On Sat, Feb 2, 2013 at 8:36 PM, Nick Coghlan
ncoghlan@gmail.com>> wrote:
The general idea of using factory functions for transport creation, even for the "core transports" (like sockets, SSL and pipes) sounds good to me. I've expressed some concerns previously about the breadth of the event loop class API, and this would go a long way towards alleviating them.
How would this work, exactly? The implementation of these functions will depend on the platform and event loop being used, so there still needs to be some kind of dispatching mechanism based on the current event loop.
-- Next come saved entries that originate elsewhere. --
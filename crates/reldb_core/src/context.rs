//! Context: the engine's facade and save-cycle orchestrator.

use crate::entity::{Entity, Key};
use crate::error::{CoreError, CoreResult};
use crate::graph::DependencyGraph;
use crate::query::{OrderKey, QueryBuilder, QueryCondition};
use crate::resolver::{self, SaveEnv, TableWorkspace};
use crate::schema::SchemaRegistry;
use crate::set::{EntitySet, EntitySetOps};
use reldb_storage::TableStore;
use std::collections::BTreeMap;
use tracing::debug;

/// Builds a [`Context`] from entity type registrations.
///
/// Registration errors are deferred and surfaced by
/// [`ContextBuilder::build`], so the chain stays fluent. All schema
/// validation happens at build time; a built context never raises a
/// schema error.
#[derive(Default)]
pub struct ContextBuilder {
    registry: SchemaRegistry,
    sets: BTreeMap<&'static str, Box<dyn EntitySetOps>>,
    deferred: Option<CoreError>,
}

impl ContextBuilder {
    /// Creates an empty builder.
    #[must_use]
    pub fn new() -> Self {
        Self::default()
    }

    /// Registers an entity type with the context under construction.
    #[must_use]
    pub fn register<T: Entity>(mut self) -> Self {
        if self.deferred.is_some() {
            return self;
        }
        match self.registry.register::<T>() {
            Ok(()) => {
                self.sets
                    .insert(T::schema().name, Box::new(EntitySet::<T>::new()));
            }
            Err(error) => self.deferred = Some(error),
        }
        self
    }

    /// Validates the registered schemas and builds the context over the
    /// given store.
    ///
    /// # Errors
    ///
    /// Returns the first registration error, or a schema error from
    /// cross-type validation (unregistered related types, ambiguous
    /// many-to-many declarations, foreign-key field collisions).
    pub fn build(self, store: Box<dyn TableStore>) -> CoreResult<Context> {
        if let Some(error) = self.deferred {
            return Err(error);
        }
        self.registry.validate()?;
        Ok(Context {
            registry: self.registry,
            sets: self.sets,
            store,
        })
    }
}

/// The engine facade: owns the schema registry, one entity set per
/// registered type, and the table store handle.
///
/// A context is single-threaded and synchronous; `save_changes` and
/// query execution run to completion on the calling thread. Dropping
/// the context releases the store handle.
///
/// # Example
///
/// ```rust,ignore
/// use reldb_core::Context;
/// use reldb_storage::InMemoryStore;
///
/// let mut ctx = Context::builder()
///     .register::<Owner>()
///     .register::<Car>()
///     .build(Box::new(InMemoryStore::new()))?;
///
/// ctx.set::<Owner>()?.add(owner);
/// ctx.set::<Car>()?.add(car);
/// ctx.save_changes()?;
/// ```
pub struct Context {
    registry: SchemaRegistry,
    sets: BTreeMap<&'static str, Box<dyn EntitySetOps>>,
    store: Box<dyn TableStore>,
}

impl Context {
    /// Starts building a context.
    #[must_use]
    pub fn builder() -> ContextBuilder {
        ContextBuilder::new()
    }

    /// Returns the schema registry.
    #[must_use]
    pub fn registry(&self) -> &SchemaRegistry {
        &self.registry
    }

    /// Returns the entity set for a registered type.
    ///
    /// # Errors
    ///
    /// Returns [`CoreError::UnknownType`] if `T` was not registered.
    pub fn set<T: Entity>(&mut self) -> CoreResult<&mut EntitySet<T>> {
        let name = T::schema().name;
        let ops = self
            .sets
            .get_mut(name)
            .ok_or_else(|| CoreError::unknown_type(name))?;
        ops.as_any_mut()
            .downcast_mut::<EntitySet<T>>()
            .ok_or_else(|| CoreError::unknown_type(name))
    }

    fn typed_set<T: Entity>(&self) -> CoreResult<&EntitySet<T>> {
        let name = T::schema().name;
        let ops = self
            .sets
            .get(name)
            .ok_or_else(|| CoreError::unknown_type(name))?;
        ops.as_any()
            .downcast_ref::<EntitySet<T>>()
            .ok_or_else(|| CoreError::unknown_type(name))
    }

    /// Loads an entity by key, expecting it to exist.
    ///
    /// An already-tracked entity is returned as-is. Otherwise the
    /// record is fetched, its reachable relationship subgraph hydrated,
    /// and the result tracked.
    ///
    /// # Errors
    ///
    /// Returns [`CoreError::NotFound`] if no such record exists or the
    /// tracked entity is marked deleted.
    pub fn find<T: Entity>(&mut self, key: impl Into<Key>) -> CoreResult<T> {
        let key = key.into();
        let schema = T::schema();
        let name = schema.name;

        {
            let set = self.typed_set::<T>()?;
            if let Some(value) = set.get(&key) {
                return Ok(value.clone());
            }
            if set.is_marked_deleted(&key) {
                return Err(CoreError::not_found(name, key.as_str()));
            }
        }

        let mut workspace = TableWorkspace::new(self.store.as_ref());
        let Some(record) = resolver::find_record(&mut workspace, schema, &key)? else {
            return Err(CoreError::not_found(name, key.as_str()));
        };
        resolver::hydrate_graph(&self.registry, &mut self.sets, &mut workspace, name, record)?;

        self.typed_set::<T>()?
            .get(&key)
            .cloned()
            .ok_or_else(|| CoreError::not_found(name, key.as_str()))
    }

    /// Starts a query over one entity type.
    #[must_use]
    pub fn query<T: Entity>(&mut self) -> QueryBuilder<'_, T> {
        QueryBuilder::new(self)
    }

    /// Persists every pending change in dependency order.
    ///
    /// The cycle:
    /// 1. builds the dependency graph and topologically sorts it - a
    ///    cycle aborts the whole call before any write;
    /// 2. runs each type's save pass in reverse topological order,
    ///    dependents first, so cascades still find the types they touch
    ///    unfinalized;
    /// 3. runs the orphan sweep;
    /// 4. flushes every dirty table.
    ///
    /// # Errors
    ///
    /// [`CoreError::Cycle`] and [`CoreError::DuplicateKey`] abort the
    /// call with nothing flushed. Validation failures are collected
    /// across the whole pass and returned as one
    /// [`CoreError::Validation`] batch after the other entities have
    /// been persisted.
    pub fn save_changes(&mut self) -> CoreResult<()> {
        let order = DependencyGraph::build(&self.registry).save_order()?;
        debug!(?order, "save cycle");

        let mut workspace = TableWorkspace::new(self.store.as_ref());
        let mut failures = Vec::new();

        for type_name in order {
            let Some(mut set) = self.sets.remove(type_name) else {
                continue;
            };
            let result = set.save_pass(&mut SaveEnv {
                registry: &self.registry,
                workspace: &mut workspace,
                sets: &mut self.sets,
                failures: &mut failures,
            });
            self.sets.insert(type_name, set);
            result?;
        }

        let swept = resolver::orphan_sweep(&self.registry, &mut workspace)?;
        for (type_name, key) in swept {
            if let Some(set) = self.sets.get_mut(type_name) {
                set.untrack(&key);
            }
        }

        workspace.flush()?;

        if failures.is_empty() {
            Ok(())
        } else {
            Err(CoreError::Validation { failures })
        }
    }

    pub(crate) fn run_query<T: Entity>(
        &mut self,
        conditions: &[QueryCondition],
        order: &[OrderKey],
        skip: Option<usize>,
        take: Option<usize>,
    ) -> CoreResult<Vec<T>> {
        let schema = T::schema();
        if !self.registry.contains(schema.name) {
            return Err(CoreError::unknown_type(schema.name));
        }

        let mut workspace = TableWorkspace::new(self.store.as_ref());

        let mut selected: Vec<_> = workspace
            .table(schema.name)?
            .iter()
            .filter(|record| conditions.iter().all(|c| c.matches(record)))
            .cloned()
            .collect();
        crate::query::order_records(&mut selected, order);

        let paged = selected.into_iter().skip(skip.unwrap_or(0));
        let selected: Vec<_> = match take {
            Some(n) => paged.take(n).collect(),
            None => paged.collect(),
        };

        for record in &selected {
            resolver::hydrate_graph(
                &self.registry,
                &mut self.sets,
                &mut workspace,
                schema.name,
                record.clone(),
            )?;
        }

        let set = self.typed_set::<T>()?;
        let mut results = Vec::with_capacity(selected.len());
        for record in &selected {
            let Some(key) = record.get(schema.key_field) else {
                return Err(CoreError::invalid_record(
                    schema.name,
                    format!("missing key field '{}'", schema.key_field),
                ));
            };
            // A record whose tracked instance is marked deleted is
            // pending removal; it is not handed back.
            if let Some(entity) = set.get(&Key::from(key)) {
                results.push(entity.clone());
            }
        }
        Ok(results)
    }
}

impl std::fmt::Debug for Context {
    fn fmt(&self, f: &mut std::fmt::Formatter<'_>) -> std::fmt::Result {
        f.debug_struct("Context")
            .field("types", &self.registry.len())
            .finish_non_exhaustive()
    }
}

#[cfg(test)]
mod tests {
    use super::*;
    use crate::schema::{Cardinality, DeleteBehavior, EntitySchema, RelationshipDescriptor};
    use reldb_storage::{InMemoryStore, Record};

    #[derive(Clone, Debug, PartialEq)]
    struct Note {
        id: String,
        text: String,
    }

    static NOTE_SCHEMA: EntitySchema = EntitySchema {
        name: "Note",
        key_field: "id",
        fields: &["text"],
        relations: &[],
    };

    impl Entity for Note {
        fn schema() -> &'static EntitySchema {
            &NOTE_SCHEMA
        }
        fn key(&self) -> Key {
            Key::new(&self.id)
        }
        fn to_record(&self) -> Record {
            let mut record = Record::new();
            record.set("id", &self.id);
            record.set("text", &self.text);
            record
        }
        fn from_record(record: &Record) -> CoreResult<Self> {
            Ok(Self {
                id: record.get("id").unwrap_or_default().to_string(),
                text: record.get("text").unwrap_or_default().to_string(),
            })
        }
        fn relation_keys(&self, _relation: &str) -> Vec<Key> {
            Vec::new()
        }
        fn set_relation_keys(&mut self, _relation: &str, _keys: Vec<Key>) {}
    }

    fn context() -> Context {
        Context::builder()
            .register::<Note>()
            .build(Box::new(InMemoryStore::new()))
            .unwrap()
    }

    #[test]
    fn unregistered_type_is_an_error() {
        #[derive(Clone)]
        struct Ghost;
        static GHOST_SCHEMA: EntitySchema = EntitySchema {
            name: "Ghost",
            key_field: "id",
            fields: &[],
            relations: &[],
        };
        impl Entity for Ghost {
            fn schema() -> &'static EntitySchema {
                &GHOST_SCHEMA
            }
            fn key(&self) -> Key {
                Key::new("")
            }
            fn to_record(&self) -> Record {
                Record::new()
            }
            fn from_record(_record: &Record) -> CoreResult<Self> {
                Ok(Self)
            }
            fn relation_keys(&self, _relation: &str) -> Vec<Key> {
                Vec::new()
            }
            fn set_relation_keys(&mut self, _relation: &str, _keys: Vec<Key>) {}
        }

        let mut ctx = context();
        assert!(matches!(
            ctx.set::<Ghost>(),
            Err(CoreError::UnknownType { .. })
        ));
        assert!(matches!(
            ctx.find::<Ghost>("1"),
            Err(CoreError::UnknownType { .. })
        ));
    }

    #[test]
    fn build_rejects_bad_schema() {
        #[derive(Clone)]
        struct Broken;
        static BROKEN_SCHEMA: EntitySchema = EntitySchema {
            name: "Broken",
            key_field: "id",
            fields: &[],
            relations: &[RelationshipDescriptor {
                name: "other",
                cardinality: Cardinality::ManyToOne,
                related: "Nowhere",
                on_delete: DeleteBehavior::None,
            }],
        };
        impl Entity for Broken {
            fn schema() -> &'static EntitySchema {
                &BROKEN_SCHEMA
            }
            fn key(&self) -> Key {
                Key::new("")
            }
            fn to_record(&self) -> Record {
                Record::new()
            }
            fn from_record(_record: &Record) -> CoreResult<Self> {
                Ok(Self)
            }
            fn relation_keys(&self, _relation: &str) -> Vec<Key> {
                Vec::new()
            }
            fn set_relation_keys(&mut self, _relation: &str, _keys: Vec<Key>) {}
        }

        let result = Context::builder()
            .register::<Broken>()
            .build(Box::new(InMemoryStore::new()));
        assert!(matches!(result, Err(CoreError::Schema { .. })));
    }

    #[test]
    fn save_then_find_round_trips() {
        let mut ctx = context();
        ctx.set::<Note>().unwrap().add(Note {
            id: "n1".to_string(),
            text: "hello".to_string(),
        });
        ctx.save_changes().unwrap();

        let found = ctx.find::<Note>("n1").unwrap();
        assert_eq!(found.text, "hello");
    }

    #[test]
    fn find_missing_is_not_found() {
        let mut ctx = context();
        assert!(matches!(
            ctx.find::<Note>("nope"),
            Err(CoreError::NotFound { .. })
        ));
    }
}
Ben covered that in his original post: the event loop has a registry of transport factories, keyed by the factory name (e.g. "mycoolmodule.myneattransport". The factory functions check the event loop registry for an implementation and use it if they find it. Otherwise, they fall back to a non-optimised implementation based on the standard event loop API, or they throw an error indicating that the transport doesn't support the current event loop. It's a really elegant design that: - provides a consistent user experience between "first party" and "third party" transport implementations, rather than switching arbitrarily from "event loop method" to "module level function" based on an implementation detail - allows an optimised transport implementation to be added to an event loop without requiring application code to change in order to take advantage of it and without even requiring cooperation from the event loop developers - the transport creation API also extends cleanly to the creation of protocol stacks A per event loop implementation transport registry makes sense for the same reason the codec registry makes sense. The only differences are that: - the different transports may offer different APIs - the registry isn't global, but specific to each event loop implementation. Cheers, Nick.